Licensee shall pay Licensor the sum of one million US dollars [US$ 1,000,000). Payment of this cash portion of the fee is subject to and conditioned upon the acquisition of sufficient investment capital in the form of debt or equity to pay this fee and fund the first year of operation under this license.

 

Stock. Licensee shall pay Licensor one million [1,000,000] common shares of NGEY.

 

Warrants. Licensee shall pay Licensor warrants which allow the holder to purchase up to one million, five hundred thousand (1,500,000) of the NGEY'S common shares, exercisable for a period of three years from the date of this Agreement at a price equal to 50% of the average closing price for NGEY’s common shares for the period of 20 trading days prior to the date of the exercise.

 

Ongoing Consideration.
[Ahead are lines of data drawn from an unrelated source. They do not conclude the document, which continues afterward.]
// M9312-specific constants.
pub const ROM_WORDS: usize = 64;
pub const NIBBLES_PER_WORD: usize = 4;
pub const ROM_NIBBLES: usize = ROM_WORDS * NIBBLES_PER_WORD;
/// The boot PROM is a 512x4 part; the module only uses the first half.
pub const PROM_SIZE: usize = ROM_WORDS * 8;
/// Where the boot ROM appears in the PDP-11 address space.
pub const BOOT_ORIGIN: u16 = 0o173000;
/// Bits the PROM stores inverted.
pub const POLARITY_MASK: u16 = 0x1C00;

/// The logical ROM contents, one entry per word.
pub type WordBuffer = [u16; ROM_WORDS];

/// The scrambled ROM contents, one 4-bit nibble per byte.
pub type NibbleBuffer = [u8; ROM_NIBBLES];

/// Every location of the physical PROM, as seen by a PROM programmer.
pub type PromImage = [u8; PROM_SIZE];

/// Counts of NUL bytes written around absolute binary records. Paper tape
/// loaders used these as leader and trailer; the historical tools wrote none.
#[derive(Debug, Default, Clone, Copy, PartialEq, Eq)]
pub struct Padding {
    pub leader: usize,
    pub interrecord: usize,
    pub trailer: usize,
}

/// Settings shared by the conversion pipelines.
#[derive(Debug, Clone, Copy, PartialEq, Eq)]
pub struct Options {
    /// Load address of the first ROM word.
    pub origin: u16,
    /// Start address written to the absolute binary end record. `None` reuses
    /// the origin, as the historical tools did.
    pub transfer: Option<u16>,
    pub padding: Padding,
}

impl Default for Options {
    fn default() -> Self {
        Self {
            origin: BOOT_ORIGIN,
            transfer: None,
            padding: Padding::default(),
        }
    }
}

impl Options {
    pub fn transfer_address(&self) -> u16 {
        self.transfer.unwrap_or(self.origin)
    }
}
use std::fs::{self, File};
use std::io::{self, BufRead, BufReader, Read, Stdin, Stdout, Write};
use std::path::PathBuf;

/// The conventional path meaning "use the standard stream instead".
pub const STDIO_PATH: &str = "-";

/// A created file that will be deleted when the handle is dropped, unless you
/// call `self.set_persist(true)`.
pub struct TransientFile {
    file: File,
    path: PathBuf,
    persist: bool,
}

impl TransientFile {
    pub fn create<P: Into<PathBuf>>(path: P) -> io::Result<Self> {
        let path = path.into();
        let file = File::create(&path)?;
        Ok(Self {
            file,
            path,
            persist: false,
        })
    }

    pub fn set_persist(&mut self, persist: bool) {
        self.persist = persist;
    }
}

impl Drop for TransientFile {
    fn drop(&mut self) {
        // If the file was not persisted, delete it.
        if !self.persist {
            // We can't report an error or panic here, so just ignore the result.
            let _ = fs::remove_file(&self.path);
        }
    }
}

impl Write for TransientFile {
    fn write(&mut self, buf: &[u8]) -> io::Result<usize> {
        self.file.write(buf)
    }

    fn flush(&mut self) -> io::Result<()> {
        self.file.flush()
    }
}

/// Possible inputs: a named file or stdin.
pub enum Input {
    File(BufReader<File>),
    Stdin(BufReader<Stdin>),
}

impl Input {
    /// Open `path` for reading, or stdin if it is `STDIO_PATH`.
    pub fn open(path: &str) -> io::Result<Self> {
        if path == STDIO_PATH {
            Ok(Input::Stdin(BufReader::new(io::stdin())))
        } else {
            File::open(path).map(|f| Input::File(BufReader::new(f)))
        }
    }
}

impl Read for Input {
    fn read(&mut self, buf: &mut [u8]) -> io::Result<usize> {
        match self {
            Input::File(f) => f.read(buf),
            Input::Stdin(s) => s.read(buf),
        }
    }
}

impl BufRead for Input {
    fn fill_buf(&mut self) -> io::Result<&[u8]> {
        match self {
            Input::File(f) => f.fill_buf(),
            Input::Stdin(s) => s.fill_buf(),
        }
    }

    fn consume(&mut self, amt: usize) {
        match self {
            Input::File(f) => f.consume(amt),
            Input::Stdin(s) => s.consume(amt),
        }
    }
}

/// Possible outputs: a transient file that only survives a successful run,
/// or stdout.
pub enum Output {
    File(TransientFile),
    Stdout(Stdout),
}

impl Output {
    /// Create `path` for writing, or use stdout if it is `STDIO_PATH`.
    pub fn create(path: &str) -> io::Result<Self> {
        if path == STDIO_PATH {
            Ok(Output::Stdout(io::stdout()))
        } else {
            TransientFile::create(path).map(Output::File)
        }
    }

    /// Flush everything and keep the file on disk.
    pub fn commit(&mut self) -> io::Result<()> {
        self.flush()?;
        if let Output::File(f) = self {
            f.set_persist(true);
        }
        Ok(())
    }
}

impl Write for Output {
    fn write(&mut self, buf: &[u8]) -> io::Result<usize> {
        match self {
            Output::File(f) => f.write(buf),
            Output::Stdout(s) => s.write(buf),
        }
    }

    fn flush(&mut self) -> io::Result<()> {
        match self {
            Output::File(f) => f.flush(),
            Output::Stdout(s) => s.flush(),
        }
    }
}
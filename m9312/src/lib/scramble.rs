//! The M9312 boot PROMs hold each word as four nibbles, one per PROM
//! location, low nibble first. The board wiring crosses data bits 0 and 8
//! and inverts bits 10 to 12, so the stored nibbles are not simply the
//! word split into four.

use log::warn;

use crate::data::{NibbleBuffer, NIBBLES_PER_WORD, POLARITY_MASK,
                  ROM_NIBBLES, ROM_WORDS, WordBuffer};

/// Exchange bits 0 and 8. This is its own inverse.
#[inline]
fn swap_bits_0_8(value: u16) -> u16 {
    (value & 0xFEFE) | ((value & 0x0001) << 8) | ((value & 0x0100) >> 8)
}

/// Recover a word from the four nibbles that store it.
pub fn unscramble(nibbles: [u8; NIBBLES_PER_WORD]) -> u16 {
    let combined = nibbles.iter().rev()
        .fold(0u16, |acc, &nibble| (acc << 4) | u16::from(nibble & 0x0F));
    swap_bits_0_8(combined) ^ POLARITY_MASK
}

/// Split a word into the four nibbles the PROM stores for it.
pub fn scramble(word: u16) -> [u8; NIBBLES_PER_WORD] {
    let stored = swap_bits_0_8(word ^ POLARITY_MASK);
    [
        (stored & 0x0F) as u8,
        ((stored >> 4) & 0x0F) as u8,
        ((stored >> 8) & 0x0F) as u8,
        ((stored >> 12) & 0x0F) as u8,
    ]
}

/// Unscramble a whole ROM.
pub fn unscramble_buffer(nibbles: &NibbleBuffer) -> WordBuffer {
    let mut words = [0; ROM_WORDS];
    for (i, (word, chunk)) in words.iter_mut()
            .zip(nibbles.chunks_exact(NIBBLES_PER_WORD))
            .enumerate() {
        if chunk.iter().any(|&n| n > 0x0F) {
            warn!("Word {} has bits set above the low nibble; they are ignored.", i);
        }
        *word = unscramble([chunk[0], chunk[1], chunk[2], chunk[3]]);
    }
    words
}

/// Scramble a whole ROM.
pub fn scramble_buffer(words: &WordBuffer) -> NibbleBuffer {
    let mut nibbles = [0; ROM_NIBBLES];
    for (chunk, &word) in nibbles.chunks_exact_mut(NIBBLES_PER_WORD).zip(words.iter()) {
        chunk.copy_from_slice(&scramble(word));
    }
    nibbles
}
Licensee shall pay to Licensor or as Licensor may otherwise direct,

 

on a monthly basis, in arrears, a revenue participation equal to twenty five percent [25.0%] of Net Revenues collected by Licensee in the preceding month relative to the exploitation of this license.

 

3. In addition the Company entered into a 20 year renewable Service Agreement with ALTERNATE HEALTH, INC. to maintain this licensed property on a cost plus 20% basis.

 

Item 3.02 Unregistered Sales of Equity Securities

 

In consideration for the agreements set out in Item 1.01 above, the Company’s Board of Directors has authorized the issuance of the following shares and warrants:

 

1. To VIP-PATIENT LLC: 500,000 Common Shares and Warrants to purchase 1,100,000 common shares over a period of three years at a price equal to 50% of the average closing price for NGEY's common shares for the period of 20 trading days prior to the date of the exercise.

 

2. To ALTERNATE HEALTH, INC.: 1,000,000 common shares and warrants which allow the holder to purchase up to one million, five hundred thousand (1,500,000) of the NGEY'S common shares, exercisable for a period of three years from the date of this Agreement at a price equal to 50% of the average closing price for NGEY’s common shares for the period of 20 trading days prior to the date of the exercise.

 

In a separate transaction, the Company’s Board of Directors has authorized the sale of 2,772 shares of Series “A” Preferred stock for $69,300 in cash to BioGlobal Resources, Inc. and the sale of an additional 2,228 shares of Series “A” Preferred stock in exchange for a recourse promissory note in the amount of $55,700 payable within one year from date from BioGlobal Resources.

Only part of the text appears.